Am I a Childhood Silent Stroke Victim?

In the course of reading up on strokes for a story I’m brainstorming, where a very elderly character dies from one, I came across something really interesting, and something that might explain a lot about my own medical history: it’s called “silent strokes”. Yes, a stroke can strike without any obvious stroke-like symptoms.

So-called “mini-strokes”, strokes that strike but then resolve within a day and usually with mild stroke-like symptoms, are much more common than the famous major strokes (that are often debilitating). Silent strokes are still more common than mini-strokes; in fact, silent strokes are thought to be around five times as commonplace as all other not-so-silent strokes put together. And just as having a mini-stroke greatly increases your risk of having a major stroke in the future, so too does a silent stroke increase your risk of having any sort of not-so-silent stroke (mini or major). Often people experience silent strokes before going on to contract mini-strokes, which then herald the major strokes that are so often deadly.

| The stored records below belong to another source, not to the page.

//! Resolved caller identity.

use std::fmt;

/// User name assumed when a request carries no credentials.
pub const DEFAULT_USER: &str = "default";

/// Who is running a query.
///
/// Resolved once per request. The password is never printed: the `Debug`
/// implementation redacts it so an identity can be logged safely.
#[derive(Clone, PartialEq, Eq)]
pub struct Identity {
    pub user: String,
    pub password: String,
    pub quota_key: String,
}

impl Identity {
    pub fn new(
        user: impl Into<String>,
        password: impl Into<String>,
        quota_key: impl Into<String>,
    ) -> Self {
        Self {
            user: user.into(),
            password: password.into(),
            quota_key: quota_key.into(),
        }
    }
}

impl Default for Identity {
    fn default() -> Self {
        Self::new(DEFAULT_USER, "", "")
    }
}

impl fmt::Debug for Identity {
    fn fmt(&self, f: &mut fmt::Formatter<'_>) -> fmt::Result {
        f.debug_struct("Identity")
            .field("user", &self.user)
            .field("password", &"<redacted>")
            .field("quota_key", &self.quota_key)
            .finish()
    }
}

#[cfg(test)]
mod tests {
    use super::*;

    #[test]
    fn test_default_identity() {
        let identity = Identity::default();
        assert_eq!(identity.user, "default");
        assert_eq!(identity.password, "");
        assert_eq!(identity.quota_key, "");
    }

    #[test]
    fn test_debug_redacts_password() {
        let identity = Identity::new("alice", "hunter2", "team-a");
        let rendered = format!("{:?}", identity);
        assert!(rendered.contains("alice"));
        assert!(rendered.contains("team-a"));
        assert!(!rendered.contains("hunter2"));
    }
}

Mini-Stroke in Midlife…and previous Silent Stroke in Childhood?

I’ve always been quite familiar with the signs and symptoms of stroke and even mini-stroke, considering it’s by far the leading cause of death in my family tree, but I hadn’t heard about silent strokes until this week, particularly silent strokes in children. Then I thought back to my mother’s childhood, and a lot of things started making sense. After a mini-stroke in midlife she started showing cognitive deficits, consistent with either nonfluent-variant primary progressive aphasia or (perhaps more to the point) vascular dementia. And she always had (what in hindsight was obviously) relatively severe attention deficit disorder as early as childhood, as well as some of the nfvPPA symptoms in much milder fashion, and other cognitive deficits (particularly affecting abstract-mathematical ability). Might they have been due to a silent stroke she suffered even back then? Maybe.

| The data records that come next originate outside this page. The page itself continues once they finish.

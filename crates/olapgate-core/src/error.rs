//! Error taxonomy for the gateway pipeline.
//!
//! Every stage reports its own typed error (`AuthError`, `ParseError`,
//! `TranslationError`, `ExecutionError`). At the request boundary they are
//! folded into [`GatewayError`], which records the *origin* of the failure so
//! the HTTP layer can render a distinguishable code for each of them.

use std::any::Any;
use std::fmt;
use std::net::IpAddr;
use std::time::Duration;
use thiserror::Error;

use crate::quota::QuotaExceeded;

/// Numeric error code reported to clients in error bodies.
#[derive(Debug, Clone, Copy, PartialEq, Eq, Hash, PartialOrd, Ord)]
pub struct ErrorCode(pub i32);

impl ErrorCode {
    pub const UNKNOWN_IDENTIFIER: Self = Self(47);
    pub const NOT_IMPLEMENTED: Self = Self(48);
    pub const UNKNOWN_TABLE: Self = Self(60);
    pub const SYNTAX_ERROR: Self = Self(62);
    pub const RECEIVED_ERROR_FROM_REMOTE_IO_SERVER: Self = Self(86);
    pub const TIMEOUT_EXCEEDED: Self = Self(159);
    pub const UNKNOWN_USER: Self = Self(192);
    pub const WRONG_PASSWORD: Self = Self(193);
    pub const IP_ADDRESS_NOT_ALLOWED: Self = Self(195);
    pub const UNKNOWN_QUOTA: Self = Self(199);
    pub const QUOTA_DOESNT_ALLOW_KEYS: Self = Self(200);
    pub const QUOTA_EXPIRED: Self = Self(201);
    pub const LIMIT_EXCEEDED: Self = Self(290);
    pub const QUERY_WAS_CANCELLED: Self = Self(394);

    /// Sentinel for failures raised by a library dependency.
    pub const LIBRARY_EXCEPTION: Self = Self(1000);
    /// Sentinel for runtime failures without domain semantics.
    pub const RUNTIME_EXCEPTION: Self = Self(1001);
    /// Sentinel for anything that could not be classified.
    pub const UNKNOWN_EXCEPTION: Self = Self(1002);

    pub fn as_i32(self) -> i32 {
        self.0
    }
}

impl fmt::Display for ErrorCode {
    fn fmt(&self, f: &mut fmt::Formatter<'_>) -> fmt::Result {
        write!(f, "{}", self.0)
    }
}

/// Where a failure came from.
#[derive(Debug, Clone, Copy, PartialEq, Eq)]
pub enum ErrorOrigin {
    /// Application error with a well-known code.
    Domain,
    /// Error surfaced by a library or transport dependency.
    Library,
    /// Runtime failure (a panic with a message).
    Runtime,
    /// Anything else.
    Unclassified,
}

/// Failure of any pipeline stage, tagged with its origin.
#[derive(Debug, Clone, Error)]
pub enum GatewayError {
    #[error("{display}")]
    Domain {
        code: ErrorCode,
        display: String,
        detail: String,
    },

    #[error("{display}")]
    Library {
        /// Library specific code (HTTP status, OS error number, or 0).
        code: i32,
        display: String,
        detail: String,
    },

    #[error("{message}")]
    Runtime { message: String },

    #[error("Unknown exception.")]
    Unclassified,
}

impl GatewayError {
    /// Domain error from a typed stage error.
    pub fn domain<E>(code: ErrorCode, err: &E) -> Self
    where
        E: fmt::Display + fmt::Debug + ?Sized,
    {
        Self::Domain {
            code,
            display: err.to_string(),
            detail: format!("{:?}", err),
        }
    }

    /// Error raised by a library dependency.
    pub fn library<E>(code: i32, err: &E) -> Self
    where
        E: fmt::Display + fmt::Debug + ?Sized,
    {
        Self::Library {
            code,
            display: err.to_string(),
            detail: format!("{:?}", err),
        }
    }

    /// Classify a panic payload caught at a task or request boundary.
    pub fn from_panic(payload: Box<dyn Any + Send>) -> Self {
        if let Some(message) = payload.downcast_ref::<&'static str>() {
            Self::Runtime {
                message: (*message).to_string(),
            }
        } else if let Some(message) = payload.downcast_ref::<String>() {
            Self::Runtime {
                message: message.clone(),
            }
        } else {
            Self::Unclassified
        }
    }

    pub fn origin(&self) -> ErrorOrigin {
        match self {
            Self::Domain { .. } => ErrorOrigin::Domain,
            Self::Library { .. } => ErrorOrigin::Library,
            Self::Runtime { .. } => ErrorOrigin::Runtime,
            Self::Unclassified => ErrorOrigin::Unclassified,
        }
    }

    /// Code reported to the client: the domain code or the origin's sentinel.
    pub fn code(&self) -> ErrorCode {
        match self {
            Self::Domain { code, .. } => *code,
            Self::Library { .. } => ErrorCode::LIBRARY_EXCEPTION,
            Self::Runtime { .. } => ErrorCode::RUNTIME_EXCEPTION,
            Self::Unclassified => ErrorCode::UNKNOWN_EXCEPTION,
        }
    }
}

impl From<std::io::Error> for GatewayError {
    fn from(err: std::io::Error) -> Self {
        Self::library(err.raw_os_error().unwrap_or(0), &err)
    }
}

// ============================================================================
// Stage errors
// ============================================================================

/// Bad credentials.
#[derive(Debug, Clone, PartialEq, Eq, Error)]
pub enum AuthenticationError {
    #[error("Unknown user {0}")]
    UnknownUser(String),

    #[error("Wrong password for user {0}")]
    WrongPassword(String),
}

/// Credentials are valid but the request is not permitted.
#[derive(Debug, Clone, PartialEq, Eq, Error)]
pub enum AuthorizationError {
    #[error("User {user} is not allowed to connect from address {host}")]
    HostNotAllowed { user: String, host: IpAddr },

    #[error("Unknown quota {0}")]
    UnknownQuota(String),

    #[error("Quota {0} doesn't allow client supplied keys")]
    QuotaKeysNotAllowed(String),
}

/// Failure while binding an identity to an execution context.
#[derive(Debug, Clone, PartialEq, Eq, Error)]
pub enum AuthError {
    #[error(transparent)]
    Authentication(#[from] AuthenticationError),

    #[error(transparent)]
    Authorization(#[from] AuthorizationError),
}

impl AuthError {
    pub fn code(&self) -> ErrorCode {
        match self {
            Self::Authentication(AuthenticationError::UnknownUser(_)) => ErrorCode::UNKNOWN_USER,
            Self::Authentication(AuthenticationError::WrongPassword(_)) => {
                ErrorCode::WRONG_PASSWORD
            }
            Self::Authorization(AuthorizationError::HostNotAllowed { .. }) => {
                ErrorCode::IP_ADDRESS_NOT_ALLOWED
            }
            Self::Authorization(AuthorizationError::UnknownQuota(_)) => ErrorCode::UNKNOWN_QUOTA,
            Self::Authorization(AuthorizationError::QuotaKeysNotAllowed(_)) => {
                ErrorCode::QUOTA_DOESNT_ALLOW_KEYS
            }
        }
    }
}

/// Location inside the request body.
#[derive(Debug, Clone, Copy, PartialEq, Eq)]
pub struct Position {
    pub line: usize,
    pub column: usize,
}

impl fmt::Display for Position {
    fn fmt(&self, f: &mut fmt::Formatter<'_>) -> fmt::Result {
        write!(f, "line {}, column {}", self.line, self.column)
    }
}

/// The request body is not a valid legacy query.
#[derive(Debug, Clone, PartialEq, Eq, Error)]
pub enum ParseError {
    #[error("Empty query")]
    Empty,

    #[error("Query is not valid UTF-8: {0}")]
    InvalidEncoding(String),

    #[error("Syntax error: {message}")]
    Syntax {
        message: String,
        position: Option<Position>,
    },
}

impl ParseError {
    pub fn code(&self) -> ErrorCode {
        ErrorCode::SYNTAX_ERROR
    }
}

/// The structured query has no equivalent in the target language.
#[derive(Debug, Clone, PartialEq, Eq, Error)]
pub enum TranslationError {
    #[error("Unsupported construct: {0}")]
    Unsupported(String),

    #[error("Unknown identifier: {0}")]
    UnknownIdentifier(String),

    #[error("Limit exceeded: {0}")]
    LimitExceeded(String),
}

impl TranslationError {
    pub fn code(&self) -> ErrorCode {
        match self {
            Self::Unsupported(_) => ErrorCode::NOT_IMPLEMENTED,
            Self::UnknownIdentifier(_) => ErrorCode::UNKNOWN_IDENTIFIER,
            Self::LimitExceeded(_) => ErrorCode::LIMIT_EXCEEDED,
        }
    }
}

/// The downstream engine failed to run the query.
#[derive(Debug, Clone, PartialEq, Eq, Error)]
pub enum ExecutionError {
    #[error("No result is registered for query: {0}")]
    NoSuchQuery(String),

    #[error("Remote server returned HTTP {status}: {message}")]
    Remote {
        code: ErrorCode,
        status: u16,
        message: String,
    },

    #[error("Timeout exceeded: maximum execution time is {limit:?}")]
    Timeout { limit: Duration },

    #[error(transparent)]
    QuotaExceeded(#[from] QuotaExceeded),

    #[error("Query was cancelled")]
    Cancelled,
}

impl ExecutionError {
    pub fn code(&self) -> ErrorCode {
        match self {
            Self::NoSuchQuery(_) => ErrorCode::UNKNOWN_TABLE,
            Self::Remote { code, .. } => *code,
            Self::Timeout { .. } => ErrorCode::TIMEOUT_EXCEEDED,
            Self::QuotaExceeded(_) => ErrorCode::QUOTA_EXPIRED,
            Self::Cancelled => ErrorCode::QUERY_WAS_CANCELLED,
        }
    }
}

macro_rules! domain_error {
    ($($ty:ty),+ $(,)?) => {
        $(
            impl From<$ty> for GatewayError {
                fn from(err: $ty) -> Self {
                    GatewayError::domain(err.code(), &err)
                }
            }
        )+
    };
}

domain_error!(AuthError, ParseError, TranslationError, ExecutionError);

#[cfg(test)]
mod tests {
    use super::*;
    use test_case::test_case;

    #[test]
    fn test_parse_error_is_domain_with_syntax_code() {
        let err: GatewayError = ParseError::Syntax {
            message: "found 'x'".to_string(),
            position: Some(Position { line: 1, column: 4 }),
        }
        .into();

        assert_eq!(err.origin(), ErrorOrigin::Domain);
        assert_eq!(err.code(), ErrorCode::SYNTAX_ERROR);
        assert_eq!(err.to_string(), "Syntax error: found 'x'");
        match err {
            GatewayError::Domain { detail, .. } => assert!(detail.contains("line: 1")),
            other => panic!("expected domain error, got {:?}", other),
        }
    }

    #[test_case(AuthenticationError::UnknownUser("bob".into()).into(), ErrorCode::UNKNOWN_USER ; "unknown user")]
    #[test_case(AuthenticationError::WrongPassword("bob".into()).into(), ErrorCode::WRONG_PASSWORD ; "wrong password")]
    #[test_case(AuthorizationError::UnknownQuota("q".into()).into(), ErrorCode::UNKNOWN_QUOTA ; "unknown quota")]
    #[test_case(AuthorizationError::QuotaKeysNotAllowed("q".into()).into(), ErrorCode::QUOTA_DOESNT_ALLOW_KEYS ; "keys not allowed")]
    fn test_auth_error_codes(err: AuthError, expected: ErrorCode) {
        assert_eq!(err.code(), expected);
        assert_eq!(GatewayError::from(err).code(), expected);
    }

    #[test]
    fn test_authentication_and_authorization_are_distinguishable() {
        let authn: AuthError = AuthenticationError::WrongPassword("bob".into()).into();
        let authz: AuthError = AuthorizationError::UnknownQuota("q".into()).into();
        assert!(matches!(authn, AuthError::Authentication(_)));
        assert!(matches!(authz, AuthError::Authorization(_)));
    }

    #[test]
    fn test_panic_with_str_is_runtime() {
        let payload = std::panic::catch_unwind(|| {
            panic!("index out of bounds");
        })
        .unwrap_err();
        let err = GatewayError::from_panic(payload);
        assert_eq!(err.origin(), ErrorOrigin::Runtime);
        assert_eq!(err.code(), ErrorCode::RUNTIME_EXCEPTION);
        assert_eq!(err.to_string(), "index out of bounds");
    }

    #[test]
    fn test_panic_with_formatted_message_is_runtime() {
        let payload = std::panic::catch_unwind(|| {
            panic!("bad value {}", 7);
        })
        .unwrap_err();
        let err = GatewayError::from_panic(payload);
        assert_eq!(err.to_string(), "bad value 7");
    }

    #[test]
    fn test_panic_with_other_payload_is_unclassified() {
        let payload = std::panic::catch_unwind(|| {
            std::panic::panic_any(42_u8);
        })
        .unwrap_err();
        let err = GatewayError::from_panic(payload);
        assert_eq!(err.origin(), ErrorOrigin::Unclassified);
        assert_eq!(err.code(), ErrorCode::UNKNOWN_EXCEPTION);
    }

    #[test]
    fn test_io_error_is_library() {
        let err: GatewayError =
            std::io::Error::new(std::io::ErrorKind::BrokenPipe, "pipe closed").into();
        assert_eq!(err.origin(), ErrorOrigin::Library);
        assert_eq!(err.code(), ErrorCode::LIBRARY_EXCEPTION);
    }
}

Once as a child she had a tonsilectomy, and she lost so much blood as a result she almost died. Also in childhood she also had one of the most severe cases of chickenpox ever recorded; bedridden for a month, with the pox even being inside her throat (needless to say given that family history she made a point of getting me the chickenpox vaccine as soon as it was available). Both of these sort of events are known to bring on silent strokes, especially in people with a family history of strokes (which she had and I have) and antiphospholipid syndrome (which it later came out she had!), and, very interestingly, her cognitive deficits she suffered from for the rest of her life only really started to appear after these incidents. Before then she was much more normal.

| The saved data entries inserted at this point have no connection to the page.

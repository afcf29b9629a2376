//! Fixture backed engine.
//!
//! Answers queries from a table of canned results keyed by normalized query
//! text. Useful for local runs and for exercising the HTTP pipeline without
//! a downstream server.

use async_trait::async_trait;
use bytes::Bytes;
use olapgate_core::{
    Execution, ExecutionContext, ExecutionError, ExecutionStats, GatewayError, LeafStats,
    QueryEngine,
};
use std::collections::HashMap;
use std::sync::Arc;
use std::time::{Instant, SystemTime};
use tokio_util::sync::CancellationToken;
use tracing::debug;

use crate::handle::PlanHandle;
use crate::producer::spawn_producer;

/// Canned result for one query.
#[derive(Debug, Clone, Default, PartialEq, Eq)]
pub struct Fixture {
    pub query: String,
    /// Serialized output rows, without trailing newlines.
    pub rows: Vec<String>,
    /// Rows and bytes reported as read by the source.
    pub read_rows: u64,
    pub read_bytes: u64,
}

impl Fixture {
    pub fn new(query: impl Into<String>, rows: impl IntoIterator<Item = impl Into<String>>) -> Self {
        let rows: Vec<String> = rows.into_iter().map(Into::into).collect();
        let read_bytes = rows.iter().map(|r| r.len() as u64 + 1).sum();
        Self {
            query: query.into(),
            read_rows: rows.len() as u64,
            read_bytes,
            rows,
        }
    }

    pub fn with_read_stats(mut self, rows: u64, bytes: u64) -> Self {
        self.read_rows = rows;
        self.read_bytes = bytes;
        self
    }
}

/// Collapse whitespace and drop a trailing `;`.
pub fn normalize_query(query: &str) -> String {
    let collapsed = query.split_whitespace().collect::<Vec<_>>().join(" ");
    collapsed.trim_end_matches(';').trim_end().to_string()
}

/// Engine serving [`Fixture`]s.
#[derive(Debug, Clone)]
pub struct MemoryEngine {
    fixtures: HashMap<String, Arc<Fixture>>,
    rows_per_chunk: usize,
    channel_capacity: usize,
}

impl MemoryEngine {
    pub fn new(rows_per_chunk: usize, channel_capacity: usize) -> Self {
        Self {
            fixtures: HashMap::new(),
            rows_per_chunk: rows_per_chunk.max(1),
            channel_capacity: channel_capacity.max(1),
        }
    }

    pub fn insert(&mut self, fixture: Fixture) {
        self.fixtures
            .insert(normalize_query(&fixture.query), Arc::new(fixture));
    }

    pub fn with_fixture(mut self, fixture: Fixture) -> Self {
        self.insert(fixture);
        self
    }

    pub fn len(&self) -> usize {
        self.fixtures.len()
    }

    pub fn is_empty(&self) -> bool {
        self.fixtures.is_empty()
    }
}

impl Default for MemoryEngine {
    fn default() -> Self {
        Self::new(64, 16)
    }
}

#[async_trait]
impl QueryEngine for MemoryEngine {
    fn name(&self) -> &'static str {
        "memory"
    }

    async fn execute(
        &self,
        query: &str,
        ctx: &ExecutionContext,
    ) -> Result<Execution, GatewayError> {
        let quota = Arc::clone(ctx.quota());
        let now = SystemTime::now();
        quota.start_query(now).map_err(ExecutionError::from)?;

        let Some(fixture) = self.fixtures.get(&normalize_query(query)).cloned() else {
            quota.add_error(now);
            return Err(ExecutionError::NoSuchQuery(query.to_string()).into());
        };

        let plan = format!(
            "Expression (serialize {} rows)\n  MemorySource (read {} rows, {} bytes)",
            fixture.rows.len(),
            fixture.read_rows,
            fixture.read_bytes
        );
        let stats = Arc::new(ExecutionStats::new());
        let producer_stats = Arc::clone(&stats);
        let rows_per_chunk = self.rows_per_chunk;
        let cancel = CancellationToken::new();
        let started = Instant::now();

        let output = spawn_producer(self.channel_capacity, cancel.clone(), move |sender| {
            async move {
                let mut result_rows = 0u64;
                let mut result_bytes = 0u64;

                let streamed = async {
                    for rows in fixture.rows.chunks(rows_per_chunk) {
                        let mut chunk = String::new();
                        for row in rows {
                            chunk.push_str(row);
                            chunk.push('\n');
                        }
                        result_rows += rows.len() as u64;
                        result_bytes += chunk.len() as u64;
                        sender.send(Bytes::from(chunk)).await?;
                    }
                    Ok::<(), ExecutionError>(())
                }
                .await;

                let now = SystemTime::now();
                quota.add_execution_time(now, started.elapsed());
                if let Err(err) = streamed {
                    debug!(rows = result_rows, "Memory producer stopped early");
                    return Err(GatewayError::from(err));
                }

                producer_stats.finish_with(LeafStats {
                    rows: fixture.read_rows,
                    bytes: fixture.read_bytes,
                });
                quota.add_read(now, fixture.read_rows, fixture.read_bytes);
                quota.add_result(now, result_rows, result_bytes);
                Ok(())
            }
        });

        Ok(Execution::new(output, cancel).with_handle(PlanHandle::new(plan, stats)))
    }
}

#[cfg(test)]
mod tests {
    use super::*;
    use futures::StreamExt;
    use olapgate_core::{ErrorCode, GlobalContext, Identity};
    use std::net::{IpAddr, Ipv4Addr};
    use test_case::test_case;

    fn ctx() -> ExecutionContext {
        ExecutionContext::derive(
            &GlobalContext::default(),
            Identity::default(),
            IpAddr::V4(Ipv4Addr::LOCALHOST),
        )
        .unwrap()
    }

    fn numbers(n: usize) -> Fixture {
        Fixture::new("SELECT n FROM default.numbers FORMAT TabSeparated", (0..n).map(|i| i.to_string()))
    }

    #[test_case("SELECT  a\n FROM t;", "SELECT a FROM t" ; "whitespace and semicolon")]
    #[test_case("SELECT a FROM t ; ", "SELECT a FROM t" ; "spaced semicolon")]
    #[test_case("SELECT a FROM t", "SELECT a FROM t" ; "already normal")]
    fn test_normalize_query(input: &str, expected: &str) {
        assert_eq!(normalize_query(input), expected);
    }

    #[tokio::test]
    async fn test_streams_fixture_in_chunks() {
        let engine = MemoryEngine::new(2, 4).with_fixture(numbers(5));
        let execution = engine
            .execute("SELECT n FROM default.numbers FORMAT TabSeparated", &ctx())
            .await
            .unwrap();

        let handle = execution.handle.unwrap();
        let chunks: Vec<Bytes> = execution
            .output
            .map(|c| c.unwrap())
            .collect()
            .await;

        assert_eq!(chunks.len(), 3);
        assert_eq!(chunks[0], Bytes::from_static(b"0\n1\n"));
        assert_eq!(chunks[2], Bytes::from_static(b"4\n"));
        assert_eq!(handle.leaf_rows_bytes().unwrap(), LeafStats { rows: 5, bytes: 10 });
        assert!(handle.plan_dump().contains("MemorySource"));
    }

    #[tokio::test]
    async fn test_stats_not_ready_before_drain() {
        let engine = MemoryEngine::new(1, 1).with_fixture(numbers(100));
        let execution = engine
            .execute("SELECT n FROM default.numbers FORMAT TabSeparated", &ctx())
            .await
            .unwrap();

        let handle = execution.handle.unwrap();
        assert!(handle.leaf_rows_bytes().is_err());
        execution.cancel.cancel();
    }

    #[tokio::test]
    async fn test_unknown_query() {
        let engine = MemoryEngine::default();
        let err = engine.execute("SELECT 1", &ctx()).await.unwrap_err();
        assert_eq!(err.code(), ErrorCode::UNKNOWN_TABLE);
    }

    #[tokio::test]
    async fn test_cancel_ends_stream() {
        let engine = MemoryEngine::new(1, 1).with_fixture(numbers(1000));
        let execution = engine
            .execute("SELECT n FROM default.numbers FORMAT TabSeparated", &ctx())
            .await
            .unwrap();

        let mut output = execution.output;
        for _ in 0..10 {
            assert!(output.next().await.unwrap().is_ok());
        }
        execution.cancel.cancel();

        let remaining = output.count().await;
        assert!(remaining < 5, "stream continued after cancel: {}", remaining);
        assert!(execution.handle.unwrap().leaf_rows_bytes().is_err());
    }
}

Unfortunately this was the 1970s, and silent stroke, especially in children, wasn’t well-known; it’s a quite obscure malady even now! A definitive assessment could only have been made with an MRI or CT scan of her brain, and she never had such a thing done. Still, I strongly suspect silent stroke brought on by those episodes of severe illness.

Am I a Silent Stroke Victim?

Worse yet, I strongly suspect I’ve had silent strokes. One time as a child I was riding my bicycle without a helmet and (in truly cringe fashion) I had an accident on my own driveway, slamming the left side of my head onto the concrete, right on my left ear. Blood poured out of it for a while, and it hurt really badly; I was taken to the doctor and had my left ear inspected for the slightest sign of any damage or trauma, and nothing was found. Everything was intact and normal. Yet gradually after the accident I lost hearing acuity in my left ear, and to this day I can’t hear quite as well in it as I can with my right ear. It never got better, yet there was no damage to the physical structures.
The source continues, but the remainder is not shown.